Where is my COVID-19 vaccine?

COVID-19 is upon us and has been for a while now, and everybody appears to be waiting on the edge of their seats for a vaccine. In pandemic movies, other than Contagion, vaccines or cures are somewhat easily produced within the length of a film by a handful of people in a basement or hideout somewhere, but that is not a realistic representation of the vaccine development process. Creating a vaccine usually takes more than 10 years and can cost up to $500 million. To understand why the time and monetary cost of vaccine development is so great, you need to know what goes into the development of a vaccine.

What is a vaccine?

Google’s English Dictionary defines a vaccine as, “A substance used to stimulate the production of antibodies and provide immunity against one or several diseases, prepared from the causative agent of a disease, its products, or a synthetic substitute, treated to act as an antigen without inducing the disease.” This can be a mouthful to the uninitiated. If the body’s immune system is compared to an army, the vaccine would be using a mock-up of a newly discovered enemy (that has never before seen weapons, camouflage and technologies) to train your army to combat the enemy so that if it ever encounters the real deal, it would be a piece of cake to deal with.

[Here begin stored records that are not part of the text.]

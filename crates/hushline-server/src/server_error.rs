//! Driver error types.
//!
//! Request-level failures never surface here: they become `error` responses
//! to the requesting session. A `DriverError` means the runtime fed the
//! driver an event that contradicts its own bookkeeping.

use std::fmt;

/// Errors returned by [`ServerDriver::process_event`](crate::ServerDriver::process_event).
#[derive(Debug)]
pub enum DriverError {
    /// Session not found in registry.
    ///
    /// A frame arrived for a session the driver never accepted or already
    /// closed. Usually a race with disconnect; the runtime drops the frame.
    SessionNotFound(u64),

    /// Session already registered.
    ///
    /// The runtime assigned a session id twice. Logic bug in the runtime.
    SessionAlreadyExists(u64),
}

impl fmt::Display for DriverError {
    fn fmt(&self, f: &mut fmt::Formatter<'_>) -> fmt::Result {
        match self {
            Self::SessionNotFound(id) => write!(f, "session not found: {id}"),
            Self::SessionAlreadyExists(id) => write!(f, "session already exists: {id}"),
        }
    }
}

impl std::error::Error for DriverError {}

How do you develop a vaccine?

Developing a vaccine traditionally has 5 stages. During the initial stage, researchers develop about 100 vaccine candidates that get whittled down during the subsequent testing stages to 1 candidate.

  • Discovery Research

During this phase potential vaccines are identified by their ability to elicit an immune response in a laboratory setting. Using the army analogy, this stage would test the mock-up’s ability to be detected by the army. This phase usually takes 2-5 years.

  • Pre-clinical Stage

This stage is the first stage where the vaccine candidates are tested on animals and other laboratory models. The purpose is to determine whether the potential vaccine would bring harm if given to humans. Again, using the analogy of the army, this would be to test if the mock-up itself is not harmful to the country and the army that defends it. It would not be wise to use a mock-up that could be as dangerous as the enemy itself. This stage takes about 2 years.

  • Clinical Development

This stage is broken up into an additional 3 stages and is the first stage where testing on humans is done.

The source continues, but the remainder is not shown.